(Stored data)

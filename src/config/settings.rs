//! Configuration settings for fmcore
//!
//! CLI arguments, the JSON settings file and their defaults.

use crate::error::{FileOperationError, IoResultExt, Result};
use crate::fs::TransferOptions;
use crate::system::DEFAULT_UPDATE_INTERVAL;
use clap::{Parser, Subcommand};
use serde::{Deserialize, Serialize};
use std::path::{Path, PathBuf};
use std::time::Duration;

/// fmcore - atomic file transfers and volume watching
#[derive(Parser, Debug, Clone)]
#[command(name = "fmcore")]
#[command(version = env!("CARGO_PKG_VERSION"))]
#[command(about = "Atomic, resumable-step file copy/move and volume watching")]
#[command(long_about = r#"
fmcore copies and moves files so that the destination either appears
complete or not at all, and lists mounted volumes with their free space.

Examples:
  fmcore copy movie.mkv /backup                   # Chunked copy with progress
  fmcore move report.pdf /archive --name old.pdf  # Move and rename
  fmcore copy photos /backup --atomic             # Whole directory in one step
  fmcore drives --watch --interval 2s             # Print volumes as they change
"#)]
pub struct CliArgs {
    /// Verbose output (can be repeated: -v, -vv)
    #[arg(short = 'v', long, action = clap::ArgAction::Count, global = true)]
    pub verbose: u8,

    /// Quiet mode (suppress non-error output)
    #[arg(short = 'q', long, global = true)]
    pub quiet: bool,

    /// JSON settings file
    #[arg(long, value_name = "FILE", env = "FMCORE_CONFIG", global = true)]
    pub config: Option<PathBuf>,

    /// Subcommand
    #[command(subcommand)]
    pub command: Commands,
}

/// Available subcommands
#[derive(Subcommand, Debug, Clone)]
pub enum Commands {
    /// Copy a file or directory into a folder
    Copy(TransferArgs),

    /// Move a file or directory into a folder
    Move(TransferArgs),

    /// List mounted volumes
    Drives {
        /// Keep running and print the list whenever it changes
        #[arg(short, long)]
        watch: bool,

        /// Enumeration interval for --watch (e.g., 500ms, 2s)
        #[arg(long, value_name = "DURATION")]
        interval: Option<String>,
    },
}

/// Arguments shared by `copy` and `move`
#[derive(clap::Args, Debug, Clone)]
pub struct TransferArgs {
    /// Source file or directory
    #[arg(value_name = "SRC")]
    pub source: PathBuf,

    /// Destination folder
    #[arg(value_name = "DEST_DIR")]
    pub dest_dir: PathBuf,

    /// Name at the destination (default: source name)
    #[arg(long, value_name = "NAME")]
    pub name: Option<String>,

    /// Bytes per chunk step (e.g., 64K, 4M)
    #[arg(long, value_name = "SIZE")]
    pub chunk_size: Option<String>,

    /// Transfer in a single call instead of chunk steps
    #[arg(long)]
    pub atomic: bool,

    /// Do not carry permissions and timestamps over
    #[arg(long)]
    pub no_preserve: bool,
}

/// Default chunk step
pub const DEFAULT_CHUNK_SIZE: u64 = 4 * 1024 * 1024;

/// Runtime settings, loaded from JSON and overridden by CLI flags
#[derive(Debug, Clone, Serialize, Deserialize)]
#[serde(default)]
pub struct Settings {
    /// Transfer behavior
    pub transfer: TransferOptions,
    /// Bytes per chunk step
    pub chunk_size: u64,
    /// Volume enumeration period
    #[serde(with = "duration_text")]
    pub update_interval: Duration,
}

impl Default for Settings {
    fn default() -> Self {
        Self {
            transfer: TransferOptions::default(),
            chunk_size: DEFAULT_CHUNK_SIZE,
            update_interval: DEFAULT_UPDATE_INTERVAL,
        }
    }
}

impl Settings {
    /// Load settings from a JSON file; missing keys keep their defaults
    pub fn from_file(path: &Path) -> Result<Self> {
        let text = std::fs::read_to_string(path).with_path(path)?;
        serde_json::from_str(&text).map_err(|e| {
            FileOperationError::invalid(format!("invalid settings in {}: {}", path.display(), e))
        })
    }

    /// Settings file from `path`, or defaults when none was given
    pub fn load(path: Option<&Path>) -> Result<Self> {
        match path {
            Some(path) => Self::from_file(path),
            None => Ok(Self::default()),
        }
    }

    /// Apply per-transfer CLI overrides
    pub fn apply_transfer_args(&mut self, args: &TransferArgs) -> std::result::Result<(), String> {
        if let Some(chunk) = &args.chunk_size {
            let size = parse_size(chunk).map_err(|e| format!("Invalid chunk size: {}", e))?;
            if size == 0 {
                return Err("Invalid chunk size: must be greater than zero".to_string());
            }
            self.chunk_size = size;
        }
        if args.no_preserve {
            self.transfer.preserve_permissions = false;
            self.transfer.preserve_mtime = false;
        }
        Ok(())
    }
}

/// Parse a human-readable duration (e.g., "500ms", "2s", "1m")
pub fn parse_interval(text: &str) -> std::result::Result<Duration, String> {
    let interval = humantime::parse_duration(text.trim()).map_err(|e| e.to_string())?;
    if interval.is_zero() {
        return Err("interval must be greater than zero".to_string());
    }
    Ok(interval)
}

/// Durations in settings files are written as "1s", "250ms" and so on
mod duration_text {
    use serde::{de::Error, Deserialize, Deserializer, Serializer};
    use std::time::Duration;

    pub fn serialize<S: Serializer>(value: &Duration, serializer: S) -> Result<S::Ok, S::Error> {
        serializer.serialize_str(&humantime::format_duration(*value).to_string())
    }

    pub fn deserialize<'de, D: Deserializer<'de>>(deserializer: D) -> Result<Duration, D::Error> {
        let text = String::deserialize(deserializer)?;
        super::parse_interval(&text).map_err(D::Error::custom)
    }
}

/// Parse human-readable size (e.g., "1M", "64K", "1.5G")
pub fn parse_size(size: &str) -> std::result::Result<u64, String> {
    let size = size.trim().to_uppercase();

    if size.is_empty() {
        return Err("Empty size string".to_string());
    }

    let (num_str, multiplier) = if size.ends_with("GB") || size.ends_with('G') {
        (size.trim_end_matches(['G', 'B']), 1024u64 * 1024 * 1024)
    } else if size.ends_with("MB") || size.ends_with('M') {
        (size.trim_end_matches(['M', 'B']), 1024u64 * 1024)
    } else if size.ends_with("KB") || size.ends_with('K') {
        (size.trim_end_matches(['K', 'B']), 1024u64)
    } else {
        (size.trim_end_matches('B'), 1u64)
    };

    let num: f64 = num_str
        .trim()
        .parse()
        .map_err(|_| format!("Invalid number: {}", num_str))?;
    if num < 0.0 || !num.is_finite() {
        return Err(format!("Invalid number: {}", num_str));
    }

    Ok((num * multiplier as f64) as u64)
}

(Assignment):
Please find every line in the records above that holds the word "struct" and copy it.

(Solution below):
pub struct CliArgs {
pub struct TransferArgs {
pub struct Settings {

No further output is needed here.